◆ WHAT YOU HAVE TO DO ◆
Check each line of the data, and copy those where "nothing" appears.

── RECORDS SUPPLIED ──

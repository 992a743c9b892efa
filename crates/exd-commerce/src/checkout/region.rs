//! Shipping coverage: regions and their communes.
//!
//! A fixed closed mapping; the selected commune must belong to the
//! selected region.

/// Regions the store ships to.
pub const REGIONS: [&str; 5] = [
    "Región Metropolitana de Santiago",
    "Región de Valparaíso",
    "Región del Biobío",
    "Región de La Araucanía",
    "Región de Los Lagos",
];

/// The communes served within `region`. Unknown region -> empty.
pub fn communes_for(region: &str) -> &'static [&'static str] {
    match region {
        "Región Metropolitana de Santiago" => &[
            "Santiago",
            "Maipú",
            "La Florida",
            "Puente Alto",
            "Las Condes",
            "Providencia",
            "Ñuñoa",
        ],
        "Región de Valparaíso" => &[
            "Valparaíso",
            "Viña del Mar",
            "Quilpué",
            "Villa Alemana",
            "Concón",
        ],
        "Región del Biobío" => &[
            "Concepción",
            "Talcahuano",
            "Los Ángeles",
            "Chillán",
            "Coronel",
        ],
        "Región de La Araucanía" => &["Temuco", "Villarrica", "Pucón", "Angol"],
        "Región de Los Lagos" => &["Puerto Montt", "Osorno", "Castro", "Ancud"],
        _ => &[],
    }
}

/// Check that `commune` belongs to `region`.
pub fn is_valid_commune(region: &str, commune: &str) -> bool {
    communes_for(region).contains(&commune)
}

───
── RECORDS SUPPLIED ──

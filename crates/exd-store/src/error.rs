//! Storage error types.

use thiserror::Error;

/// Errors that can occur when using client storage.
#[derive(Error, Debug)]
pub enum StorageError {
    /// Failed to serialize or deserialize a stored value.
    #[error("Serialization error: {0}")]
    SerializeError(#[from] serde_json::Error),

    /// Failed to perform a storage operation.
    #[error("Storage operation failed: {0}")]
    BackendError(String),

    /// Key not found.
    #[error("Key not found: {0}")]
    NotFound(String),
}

───
── RECORDS SUPPLIED ──

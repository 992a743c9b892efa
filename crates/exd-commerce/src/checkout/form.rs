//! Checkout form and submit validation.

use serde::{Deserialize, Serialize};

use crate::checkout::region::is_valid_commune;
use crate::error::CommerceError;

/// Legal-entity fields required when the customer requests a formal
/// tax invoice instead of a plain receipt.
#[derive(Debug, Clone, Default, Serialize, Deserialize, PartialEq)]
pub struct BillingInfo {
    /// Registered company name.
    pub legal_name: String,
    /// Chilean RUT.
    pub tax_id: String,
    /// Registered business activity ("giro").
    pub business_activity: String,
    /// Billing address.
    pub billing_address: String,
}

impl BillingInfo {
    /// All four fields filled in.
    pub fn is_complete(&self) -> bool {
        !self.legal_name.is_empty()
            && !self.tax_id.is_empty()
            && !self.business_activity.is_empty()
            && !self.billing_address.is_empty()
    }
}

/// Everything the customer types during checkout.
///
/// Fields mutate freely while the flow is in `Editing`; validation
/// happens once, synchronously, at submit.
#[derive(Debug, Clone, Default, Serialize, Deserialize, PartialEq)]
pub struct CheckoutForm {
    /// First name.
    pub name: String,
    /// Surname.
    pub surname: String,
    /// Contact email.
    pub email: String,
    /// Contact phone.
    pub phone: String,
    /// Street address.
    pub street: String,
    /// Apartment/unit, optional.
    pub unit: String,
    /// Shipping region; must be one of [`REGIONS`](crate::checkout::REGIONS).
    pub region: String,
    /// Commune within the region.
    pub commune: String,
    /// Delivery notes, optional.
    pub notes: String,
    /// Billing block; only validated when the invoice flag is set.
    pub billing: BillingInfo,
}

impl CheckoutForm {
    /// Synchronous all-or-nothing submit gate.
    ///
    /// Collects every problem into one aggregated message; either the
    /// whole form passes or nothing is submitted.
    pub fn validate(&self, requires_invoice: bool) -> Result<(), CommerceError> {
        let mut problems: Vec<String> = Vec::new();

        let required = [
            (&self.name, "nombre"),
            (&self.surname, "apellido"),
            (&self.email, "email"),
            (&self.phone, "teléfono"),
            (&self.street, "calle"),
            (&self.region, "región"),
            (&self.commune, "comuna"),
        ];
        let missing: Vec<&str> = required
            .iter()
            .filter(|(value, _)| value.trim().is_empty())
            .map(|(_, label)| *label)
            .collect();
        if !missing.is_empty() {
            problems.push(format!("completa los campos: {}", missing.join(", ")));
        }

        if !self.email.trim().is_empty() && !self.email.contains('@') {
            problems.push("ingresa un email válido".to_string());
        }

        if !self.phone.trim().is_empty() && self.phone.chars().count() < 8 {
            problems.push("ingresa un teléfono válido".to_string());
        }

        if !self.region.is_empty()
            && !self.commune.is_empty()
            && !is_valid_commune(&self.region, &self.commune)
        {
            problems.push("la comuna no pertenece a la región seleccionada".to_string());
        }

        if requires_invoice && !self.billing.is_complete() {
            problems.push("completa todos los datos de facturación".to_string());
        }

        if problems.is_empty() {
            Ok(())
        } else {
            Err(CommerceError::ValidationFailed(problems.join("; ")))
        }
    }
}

───

◆ EXERCISE OUTPUT ◆
    /// Synchronous all-or-nothing submit gate.
    /// whole form passes or nothing is submitted.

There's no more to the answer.